About this task:
If a line below contains the word "process", count it. Please give the total and nothing else.

Data entries:

[Start of section]

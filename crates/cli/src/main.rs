use anyhow::{Context, Result};
use clap::error::ErrorKind;
use clap::{Parser, ValueEnum};
use media_renamer_core::{
    load_config, load_config_from, rename_directory, verify_directory, AppConfig, MediaCategory,
    MediaKind,
};
use std::ffi::OsString;
use std::path::PathBuf;
use tracing::Level;
use tracing_subscriber::{fmt, prelude::*, EnvFilter};

const USAGE: &str = "Usage: media-renamer -t p|v [-v] <path-to-dir>";

#[derive(Debug, Parser)]
#[command(name = "media-renamer")]
#[command(about = "Renames photos and videos in a directory to timestamp-based names")]
struct Cli {
    /// Media type: p for pictures, v for videos
    #[arg(short = 't', value_enum, overrides_with = "media_type")]
    media_type: MediaArg,
    /// Only report what would be renamed
    #[arg(short = 'v', default_value_t = false, overrides_with = "verify")]
    verify: bool,
    /// Configuration file, instead of the one in the OS config directory
    #[arg(long)]
    config: Option<PathBuf>,
    /// Directory holding the files; must be the last argument
    dir: PathBuf,
}

#[derive(Debug, Clone, Copy, PartialEq, Eq, ValueEnum)]
enum MediaArg {
    #[value(name = "p")]
    Pictures,
    #[value(name = "v")]
    Videos,
}

impl From<MediaArg> for MediaKind {
    fn from(arg: MediaArg) -> Self {
        match arg {
            MediaArg::Pictures => MediaKind::Pictures,
            MediaArg::Videos => MediaKind::Videos,
        }
    }
}

#[derive(Debug)]
enum ParseFailure {
    /// Help or version output requested; clap prints it.
    Display(clap::Error),
    Usage,
}

fn parse_args(args: &[OsString]) -> Result<Cli, ParseFailure> {
    let cli = Cli::try_parse_from(args).map_err(|err| match err.kind() {
        ErrorKind::DisplayHelp | ErrorKind::DisplayVersion => ParseFailure::Display(err),
        _ => ParseFailure::Usage,
    })?;

    let last = args.last().map(PathBuf::from);
    if last.as_ref() != Some(&cli.dir) {
        return Err(ParseFailure::Usage);
    }
    Ok(cli)
}

fn main() -> Result<()> {
    let args: Vec<OsString> = std::env::args_os().collect();
    let cli = match parse_args(&args) {
        Ok(cli) => cli,
        Err(ParseFailure::Display(err)) => err.exit(),
        Err(ParseFailure::Usage) => {
            println!("{USAGE}");
            std::process::exit(1);
        }
    };

    let config = match &cli.config {
        Some(path) => {
            if !path.exists() {
                anyhow::bail!("config file does not exist: {}", path.display());
            }
            load_config_from(path)?
        }
        None => load_config()?,
    };
    setup_logging(&config)?;

    let category = MediaCategory::for_kind(cli.media_type.into())
        .context("invalid media category definition")?;
    let options = config.run_options();
    if cli.verify {
        verify_directory(&cli.dir, &category, &options)?;
    } else {
        rename_directory(&cli.dir, &category, &options)?;
    }
    Ok(())
}

fn setup_logging(config: &AppConfig) -> Result<()> {
    let level: Level = config
        .log_level
        .parse()
        .with_context(|| format!("invalid log_level in config: {}", config.log_level))?;

    let env_filter = EnvFilter::builder()
        .with_default_directive(level.into())
        .from_env_lossy();

    tracing_subscriber::registry()
        .with(env_filter)
        .with(
            fmt::layer()
                .with_ansi(false)
                .with_target(false)
                .with_writer(std::io::stdout),
        )
        .init();

    Ok(())
}
use crate::category::MediaCategory;
use crate::error::{RenameError, Result};
use std::path::{Path, PathBuf};
use tracing::{debug, info};
use walkdir::WalkDir;

#[derive(Debug, Clone, Default, PartialEq, Eq)]
pub struct Selection {
    /// Files to process, sorted by name.
    pub included: Vec<PathBuf>,
    /// Every other directory entry, sorted by name.
    pub excluded: Vec<PathBuf>,
}

/// Lists the immediate children of `dir` that belong to `category`.
///
/// A missing directory yields an empty selection.
pub fn select_files(dir: &Path, category: &MediaCategory) -> Result<Selection> {
    let mut selection = Selection::default();
    if !dir.exists() {
        debug!(dir = %dir.display(), "directory does not exist");
        return Ok(selection);
    }

    let walker = WalkDir::new(dir)
        .min_depth(1)
        .max_depth(1)
        .sort_by_file_name();
    for entry in walker {
        let entry = entry.map_err(|source| RenameError::ListDirectory {
            path: dir.to_path_buf(),
            source,
        })?;
        let path = entry.path();
        let name = entry.file_name().to_string_lossy();
        if path.is_file() && category.matches_extension(&name) {
            selection.included.push(path.to_path_buf());
        } else {
            selection.excluded.push(path.to_path_buf());
        }
    }

    info!(count = selection.included.len(), "included files");
    info!(excluded = ?selection.excluded, "excluded files");
    Ok(selection)
}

[End of section]

Response box:
2